So bringing us to eighty of the 100 greatest novels, I’ve finished three more books. All three by British authors but with very different stories. The books take us from India to Italy, back to England, a few paragraphs in North and South America, back to England a few more times. A chapter or two on a large passenger boat, plenty of chapters on religion, and a few too many chapters on British people being proper and what shenanigans that causes them. Anyways, let’s get to the individual books.

220px-KimKiplingKim by Rudyard Kipling

This was a really interesting, really fun book. Following the adventures of Kim, an orphaned son of Irish parents who grows up in India in the late 1800s and spends his childhood begging and running errands, the story is an incredible description of India during this time period. Through Kim’s travels we meet all types of people that make up the varied world of India. All religions, all socioeconomic statuses, and all cultures of this geographical area are represented throughout the novel. Kim begins his adventures after he meets a Tibetan Lama and becomes his disciple. Even though Kim isn’t necessarily religious, he helps the Lama in his quest to find a legendary river. Through this adventures, Kim is exposed to The Great Game, a historical conflict between Russia and England in Central Asia. He ultimately is separated by his Lama, sent to a British school, and becomes part of the spy games of this conflict.

This novel was fascinating because of what the story focuses on and how it finally ends. Throughout the story we get plenty of deep discussions of religion, politics, and what it means to be certain cultures. The political aspect of the story is riveting but always takes a back seat to the Lama’s simple desire to find this legendary river that will free himself of the Buddhist cycle of life. Each conflict could easily become a focal point of the political story or the religious story. Or both, or neither. And let’s just say the ending is incredibly…Eastern. If you’ve read any Eastern literature, I think you’ll understand what I’m hinting at.
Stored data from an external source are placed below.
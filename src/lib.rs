//! **shelfrank** - Personal book rankings built from pairwise judgments
//!
//! A newly finished book gets a tier verdict, is placed among its tier-mates by
//! binary insertion over live "which did you like more?" answers, and every
//! book in the category is then rescored inside its tier's fixed band.

/// Command-line interface with clap integration
pub mod cli;

/// Shell completion and man page generation
pub mod completion;

/// Ranking engine - tiers, comparator sessions, rank allocation and scoring
pub mod core {
    /// Error taxonomy and exit-code mapping
    pub mod error;
    pub use error::{RankError, exit_code_for};

    /// Tier classifier with fixed, disjoint score bands
    pub mod tier;
    pub use tier::{Category, Tier, TierBand, classify};

    /// Ranked entries, book references and ranking scopes
    pub mod model;
    pub use model::{BookRef, RankedEntry, Scope};

    /// Binary insertion driven by pairwise judgments
    pub mod comparator;
    pub use comparator::{Answer, ComparatorSession, Judge, Resolution, ScriptedJudge, Step};

    /// Absolute positions, shifting and consistency repair
    pub mod allocator;
    pub use allocator::Violation;

    /// Category-wide score recalculation
    pub mod scoring;
    pub use scoring::ScoreFormula;

    /// Ranked List Store contract (memory, JSON file, dry run)
    pub mod store;
    pub use store::{JsonStore, MemoryStore, RankedListStore, ReadOnly};

    /// Insert / re-rank / remove / import pipeline
    pub mod engine;
    pub use engine::{ImportItem, InsertOutcome, PendingInsert, Phase, RankingEngine};
}

/// CLI command handlers
pub mod cli_ext {
    /// add, rerank, remove, import, list and check
    pub mod rank_cmd;
}

/// Infrastructure - Configuration, logging and durable I/O
pub mod infra {
    /// Layered configuration with TOML support
    pub mod config;
    pub use self::config::{Config, init as config_init, load_config};

    /// tracing-subscriber setup
    pub mod logging;

    /// Atomic writes and advisory file locks
    pub mod io;
}

// Strategic re-exports for clean CLI interface
pub use crate::cli::{AppContext, Cli, Commands};
pub use crate::infra::{Config, load_config};

// Core types for external consumers
pub use crate::core::{
    BookRef, Category, RankError, RankedEntry, RankedListStore, RankingEngine, Scope,
    ScoreFormula, Tier,
};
200px-Book_a_room_with_a_viewA Room With a View by E. M. Forster

So this novel is finally the point in the list when I’m completely tired of reading about the damned British and their damned proper manners and how following these manners perfectly gets them into all kinds of trouble. There has been so many books about this throughout this list, some better than others. And this one really wasn’t bad…it’s just when I hit my limit, I guess. They all happen around the turn of the 20th century, they all have characters who love somebody they aren’t supposed to love because they’re from a different class, and they all have characters who don’t follow the rules of what British people are supposed to do in society and that just spoils everything. How dare they!?

Anyways, this book was okay. Easy to read, nothing special. But I just don’t want to read about proper British people refusing to follow their desires or whatever because of societal demands. Who cares?

220px-BRIDESHEADBrideshead Revisited by Evelyn Waugh

This is the third novel by Evelyn Waugh on this list. The first was A Handful of Dust and the second was Scoop. I really, really liked both of them. They were hilarious reads and so much fun to go through. That said, I really wasn’t in the mood to read another British novel after the above mentioned Forster novel. And to my chagrin, this novel isn’t a humorous story like his others. And yet, it still was a really great novel. I don’t think I’ve ever read a book where every few chapters I decided the point of the novel was something different. A theme is usually clear from the very beginning or left vague till the end. This novel had a new theme every few chapters. And it was so enjoyably to move around themes.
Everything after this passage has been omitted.